Work item ▸ Lines after the one containing "dashboard loop fires." are to be omitted; print exactly each line from the start of the records up to and including it.

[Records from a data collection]

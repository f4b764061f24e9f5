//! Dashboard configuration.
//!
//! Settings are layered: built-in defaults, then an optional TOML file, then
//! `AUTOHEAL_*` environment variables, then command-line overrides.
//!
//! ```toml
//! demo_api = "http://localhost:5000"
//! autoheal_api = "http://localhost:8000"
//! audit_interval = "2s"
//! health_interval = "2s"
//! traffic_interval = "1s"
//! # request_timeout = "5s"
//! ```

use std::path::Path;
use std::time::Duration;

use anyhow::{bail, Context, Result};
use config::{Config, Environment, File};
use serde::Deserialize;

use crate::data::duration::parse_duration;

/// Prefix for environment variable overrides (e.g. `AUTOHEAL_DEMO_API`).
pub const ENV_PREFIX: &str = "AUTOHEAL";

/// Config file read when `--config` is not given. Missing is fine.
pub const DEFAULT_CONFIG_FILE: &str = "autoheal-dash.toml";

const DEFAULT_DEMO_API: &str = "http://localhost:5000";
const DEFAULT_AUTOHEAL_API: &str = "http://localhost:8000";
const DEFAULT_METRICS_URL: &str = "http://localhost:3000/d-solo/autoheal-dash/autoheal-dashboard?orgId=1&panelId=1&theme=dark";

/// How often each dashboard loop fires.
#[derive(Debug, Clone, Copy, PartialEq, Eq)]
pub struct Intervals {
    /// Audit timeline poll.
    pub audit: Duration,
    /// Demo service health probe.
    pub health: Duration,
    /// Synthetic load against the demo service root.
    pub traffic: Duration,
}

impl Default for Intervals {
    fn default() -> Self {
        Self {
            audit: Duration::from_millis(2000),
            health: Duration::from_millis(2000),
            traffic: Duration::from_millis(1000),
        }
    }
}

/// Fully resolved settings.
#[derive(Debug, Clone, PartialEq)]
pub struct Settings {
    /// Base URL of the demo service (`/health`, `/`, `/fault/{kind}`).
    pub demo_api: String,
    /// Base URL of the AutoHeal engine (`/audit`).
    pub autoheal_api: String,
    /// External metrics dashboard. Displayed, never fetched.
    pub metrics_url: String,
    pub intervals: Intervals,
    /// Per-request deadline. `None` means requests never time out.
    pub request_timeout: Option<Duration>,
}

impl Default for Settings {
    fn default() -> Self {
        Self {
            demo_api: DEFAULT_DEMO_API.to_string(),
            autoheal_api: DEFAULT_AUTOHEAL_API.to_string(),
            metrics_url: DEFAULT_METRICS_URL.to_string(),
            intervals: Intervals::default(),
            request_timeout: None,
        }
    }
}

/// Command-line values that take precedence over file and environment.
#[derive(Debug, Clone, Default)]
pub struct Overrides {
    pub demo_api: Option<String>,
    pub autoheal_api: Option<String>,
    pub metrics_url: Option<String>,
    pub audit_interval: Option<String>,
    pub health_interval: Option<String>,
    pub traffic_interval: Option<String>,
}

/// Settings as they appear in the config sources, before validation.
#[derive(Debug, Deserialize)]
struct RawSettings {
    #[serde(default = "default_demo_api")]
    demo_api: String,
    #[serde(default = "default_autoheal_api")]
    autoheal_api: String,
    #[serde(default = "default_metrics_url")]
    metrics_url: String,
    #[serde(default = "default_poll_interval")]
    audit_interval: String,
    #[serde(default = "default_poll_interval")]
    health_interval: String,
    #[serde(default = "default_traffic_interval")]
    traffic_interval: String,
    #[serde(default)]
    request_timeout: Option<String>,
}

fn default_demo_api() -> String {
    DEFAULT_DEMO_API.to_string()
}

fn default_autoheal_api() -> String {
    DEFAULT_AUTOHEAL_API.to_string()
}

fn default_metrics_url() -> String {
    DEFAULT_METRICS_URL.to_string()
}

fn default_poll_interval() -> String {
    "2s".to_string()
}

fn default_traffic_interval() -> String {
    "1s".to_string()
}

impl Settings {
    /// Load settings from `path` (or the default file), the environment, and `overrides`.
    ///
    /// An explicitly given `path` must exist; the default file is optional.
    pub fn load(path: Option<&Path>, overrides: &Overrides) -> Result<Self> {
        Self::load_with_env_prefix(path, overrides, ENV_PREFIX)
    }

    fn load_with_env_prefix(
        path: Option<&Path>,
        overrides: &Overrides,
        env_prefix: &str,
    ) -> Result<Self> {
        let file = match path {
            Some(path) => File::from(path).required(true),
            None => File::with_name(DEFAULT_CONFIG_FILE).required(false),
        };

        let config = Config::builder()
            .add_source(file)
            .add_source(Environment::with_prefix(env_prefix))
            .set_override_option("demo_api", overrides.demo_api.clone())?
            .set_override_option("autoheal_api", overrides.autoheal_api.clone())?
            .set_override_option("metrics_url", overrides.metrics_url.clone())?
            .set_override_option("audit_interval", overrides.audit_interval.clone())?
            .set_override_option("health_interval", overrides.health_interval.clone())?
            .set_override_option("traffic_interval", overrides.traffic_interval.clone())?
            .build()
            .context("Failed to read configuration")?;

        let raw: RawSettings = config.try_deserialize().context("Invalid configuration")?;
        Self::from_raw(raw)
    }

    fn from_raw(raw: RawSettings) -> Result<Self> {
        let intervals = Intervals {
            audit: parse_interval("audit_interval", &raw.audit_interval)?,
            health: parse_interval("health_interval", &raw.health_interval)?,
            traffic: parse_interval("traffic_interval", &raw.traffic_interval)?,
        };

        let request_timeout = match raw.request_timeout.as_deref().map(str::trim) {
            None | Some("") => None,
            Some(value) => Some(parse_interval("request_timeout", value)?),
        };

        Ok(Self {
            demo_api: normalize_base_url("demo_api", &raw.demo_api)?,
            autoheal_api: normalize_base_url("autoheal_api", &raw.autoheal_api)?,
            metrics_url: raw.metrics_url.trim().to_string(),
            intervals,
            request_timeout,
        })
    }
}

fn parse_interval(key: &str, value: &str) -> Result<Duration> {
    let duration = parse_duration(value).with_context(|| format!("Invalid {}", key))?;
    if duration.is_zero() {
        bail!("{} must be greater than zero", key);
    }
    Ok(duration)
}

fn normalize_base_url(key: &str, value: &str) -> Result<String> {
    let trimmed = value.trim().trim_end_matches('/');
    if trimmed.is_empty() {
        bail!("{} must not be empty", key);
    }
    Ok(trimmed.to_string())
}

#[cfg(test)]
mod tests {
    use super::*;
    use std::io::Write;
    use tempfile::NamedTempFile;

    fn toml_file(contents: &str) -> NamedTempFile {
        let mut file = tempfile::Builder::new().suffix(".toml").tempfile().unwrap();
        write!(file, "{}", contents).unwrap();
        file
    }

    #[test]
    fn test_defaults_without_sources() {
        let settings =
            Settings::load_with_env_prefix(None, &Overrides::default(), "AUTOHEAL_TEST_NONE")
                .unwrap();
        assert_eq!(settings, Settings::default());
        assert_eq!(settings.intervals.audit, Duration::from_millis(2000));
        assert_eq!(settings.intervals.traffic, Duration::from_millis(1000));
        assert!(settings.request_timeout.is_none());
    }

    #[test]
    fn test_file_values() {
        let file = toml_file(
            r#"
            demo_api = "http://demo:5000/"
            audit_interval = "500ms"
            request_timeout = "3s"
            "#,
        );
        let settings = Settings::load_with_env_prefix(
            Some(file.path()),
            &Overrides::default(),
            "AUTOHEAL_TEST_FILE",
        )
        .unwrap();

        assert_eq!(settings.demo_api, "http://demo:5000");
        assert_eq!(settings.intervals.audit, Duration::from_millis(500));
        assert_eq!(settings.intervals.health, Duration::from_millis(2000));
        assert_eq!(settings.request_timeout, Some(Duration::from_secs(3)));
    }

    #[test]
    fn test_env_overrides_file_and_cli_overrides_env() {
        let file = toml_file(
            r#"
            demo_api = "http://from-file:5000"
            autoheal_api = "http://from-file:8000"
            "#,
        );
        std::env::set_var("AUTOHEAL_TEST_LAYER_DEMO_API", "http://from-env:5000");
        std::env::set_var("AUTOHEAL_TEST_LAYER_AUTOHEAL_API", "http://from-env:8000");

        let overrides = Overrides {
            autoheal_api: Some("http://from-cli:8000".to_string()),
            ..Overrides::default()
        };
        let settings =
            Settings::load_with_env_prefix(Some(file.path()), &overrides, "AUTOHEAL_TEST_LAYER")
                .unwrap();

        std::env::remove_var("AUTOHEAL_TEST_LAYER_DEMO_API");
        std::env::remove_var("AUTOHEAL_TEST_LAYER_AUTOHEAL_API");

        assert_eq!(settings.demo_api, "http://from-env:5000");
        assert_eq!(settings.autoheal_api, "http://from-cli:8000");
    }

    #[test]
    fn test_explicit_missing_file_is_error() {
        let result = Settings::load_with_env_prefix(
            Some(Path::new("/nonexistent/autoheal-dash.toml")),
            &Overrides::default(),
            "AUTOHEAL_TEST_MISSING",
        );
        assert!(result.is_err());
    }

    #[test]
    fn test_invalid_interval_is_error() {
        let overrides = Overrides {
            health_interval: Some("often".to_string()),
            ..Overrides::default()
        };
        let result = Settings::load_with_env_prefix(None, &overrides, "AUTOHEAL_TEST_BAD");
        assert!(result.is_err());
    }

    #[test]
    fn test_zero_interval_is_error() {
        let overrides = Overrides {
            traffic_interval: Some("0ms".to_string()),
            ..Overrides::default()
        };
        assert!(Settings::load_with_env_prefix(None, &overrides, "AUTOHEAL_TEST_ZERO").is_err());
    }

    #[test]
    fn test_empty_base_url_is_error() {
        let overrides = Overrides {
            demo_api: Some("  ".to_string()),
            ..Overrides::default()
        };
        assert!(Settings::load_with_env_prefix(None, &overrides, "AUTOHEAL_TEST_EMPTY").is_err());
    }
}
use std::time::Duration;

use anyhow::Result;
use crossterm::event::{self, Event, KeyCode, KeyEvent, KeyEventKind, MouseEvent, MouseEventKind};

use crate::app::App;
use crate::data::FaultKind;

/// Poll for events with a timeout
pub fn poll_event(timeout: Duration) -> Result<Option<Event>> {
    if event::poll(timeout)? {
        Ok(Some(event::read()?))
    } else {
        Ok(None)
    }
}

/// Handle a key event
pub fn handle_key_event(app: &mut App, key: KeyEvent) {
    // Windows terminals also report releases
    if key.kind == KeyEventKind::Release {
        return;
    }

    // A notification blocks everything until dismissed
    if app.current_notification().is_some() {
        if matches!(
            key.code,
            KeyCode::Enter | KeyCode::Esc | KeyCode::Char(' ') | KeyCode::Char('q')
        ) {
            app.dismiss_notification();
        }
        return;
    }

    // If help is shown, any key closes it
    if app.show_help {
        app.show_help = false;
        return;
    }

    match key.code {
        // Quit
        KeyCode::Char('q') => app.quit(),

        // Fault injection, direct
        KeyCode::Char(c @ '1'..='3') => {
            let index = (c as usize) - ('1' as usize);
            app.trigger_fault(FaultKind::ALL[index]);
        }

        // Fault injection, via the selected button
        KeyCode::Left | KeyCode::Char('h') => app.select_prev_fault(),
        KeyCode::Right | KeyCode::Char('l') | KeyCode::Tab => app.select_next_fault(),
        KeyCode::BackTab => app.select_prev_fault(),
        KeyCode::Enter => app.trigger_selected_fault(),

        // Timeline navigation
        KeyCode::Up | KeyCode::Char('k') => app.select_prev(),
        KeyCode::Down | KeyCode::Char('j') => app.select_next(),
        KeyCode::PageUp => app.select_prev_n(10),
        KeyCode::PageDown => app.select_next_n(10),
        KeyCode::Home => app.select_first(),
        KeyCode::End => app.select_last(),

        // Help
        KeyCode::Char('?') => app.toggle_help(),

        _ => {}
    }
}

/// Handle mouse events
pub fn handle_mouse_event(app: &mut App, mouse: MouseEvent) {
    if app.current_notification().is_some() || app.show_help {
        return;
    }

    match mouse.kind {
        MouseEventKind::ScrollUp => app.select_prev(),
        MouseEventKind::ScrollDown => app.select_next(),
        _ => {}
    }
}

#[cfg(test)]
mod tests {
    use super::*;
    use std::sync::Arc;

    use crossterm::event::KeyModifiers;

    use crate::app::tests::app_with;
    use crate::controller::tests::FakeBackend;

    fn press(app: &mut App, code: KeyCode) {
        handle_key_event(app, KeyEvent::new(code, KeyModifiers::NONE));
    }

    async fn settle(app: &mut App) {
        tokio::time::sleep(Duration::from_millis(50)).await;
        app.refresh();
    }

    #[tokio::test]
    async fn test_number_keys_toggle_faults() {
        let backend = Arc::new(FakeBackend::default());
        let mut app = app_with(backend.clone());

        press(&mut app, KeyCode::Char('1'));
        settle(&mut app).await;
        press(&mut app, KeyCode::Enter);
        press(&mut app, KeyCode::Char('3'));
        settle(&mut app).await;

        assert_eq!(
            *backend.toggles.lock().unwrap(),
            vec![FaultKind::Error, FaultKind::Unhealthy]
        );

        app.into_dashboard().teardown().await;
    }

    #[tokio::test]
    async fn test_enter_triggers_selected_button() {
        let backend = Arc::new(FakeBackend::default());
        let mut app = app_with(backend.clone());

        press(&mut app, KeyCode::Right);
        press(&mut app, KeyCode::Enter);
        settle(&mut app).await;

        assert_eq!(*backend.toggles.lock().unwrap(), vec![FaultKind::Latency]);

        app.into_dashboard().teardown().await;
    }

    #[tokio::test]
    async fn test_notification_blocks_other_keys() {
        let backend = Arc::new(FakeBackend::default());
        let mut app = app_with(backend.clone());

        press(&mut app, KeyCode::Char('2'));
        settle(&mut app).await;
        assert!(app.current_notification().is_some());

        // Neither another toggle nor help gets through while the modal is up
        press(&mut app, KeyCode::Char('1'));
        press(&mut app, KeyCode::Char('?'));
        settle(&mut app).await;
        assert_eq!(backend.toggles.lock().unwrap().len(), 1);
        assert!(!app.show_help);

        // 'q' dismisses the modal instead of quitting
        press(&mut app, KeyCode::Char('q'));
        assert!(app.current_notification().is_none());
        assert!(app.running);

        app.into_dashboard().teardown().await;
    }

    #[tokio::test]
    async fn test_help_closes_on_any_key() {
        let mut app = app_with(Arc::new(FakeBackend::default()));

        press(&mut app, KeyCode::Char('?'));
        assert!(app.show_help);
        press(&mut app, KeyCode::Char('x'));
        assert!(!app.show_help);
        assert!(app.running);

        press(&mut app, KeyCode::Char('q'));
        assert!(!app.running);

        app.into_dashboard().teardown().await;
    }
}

Task output ▸
repository f4b764061f24e9f5
//! Dashboard configuration.
//!
//! Settings are layered: built-in defaults, then an optional TOML file, then
//! `AUTOHEAL_*` environment variables, then command-line overrides.
//!
//! ```toml
//! demo_api = "http://localhost:5000"
//! autoheal_api = "http://localhost:8000"
//! audit_interval = "2s"
//! health_interval = "2s"
//! traffic_interval = "1s"
//! # request_timeout = "5s"
//! ```

use std::path::Path;
use std::time::Duration;

use anyhow::{bail, Context, Result};
use config::{Config, Environment, File};
use serde::Deserialize;

use crate::data::duration::parse_duration;

/// Prefix for environment variable overrides (e.g. `AUTOHEAL_DEMO_API`).
pub const ENV_PREFIX: &str = "AUTOHEAL";

/// Config file read when `--config` is not given. Missing is fine.
pub const DEFAULT_CONFIG_FILE: &str = "autoheal-dash.toml";

const DEFAULT_DEMO_API: &str = "http://localhost:5000";
const DEFAULT_AUTOHEAL_API: &str = "http://localhost:8000";
const DEFAULT_METRICS_URL: &str = "http://localhost:3000/d-solo/autoheal-dash/autoheal-dashboard?orgId=1&panelId=1&theme=dark";

/// How often each dashboard loop fires.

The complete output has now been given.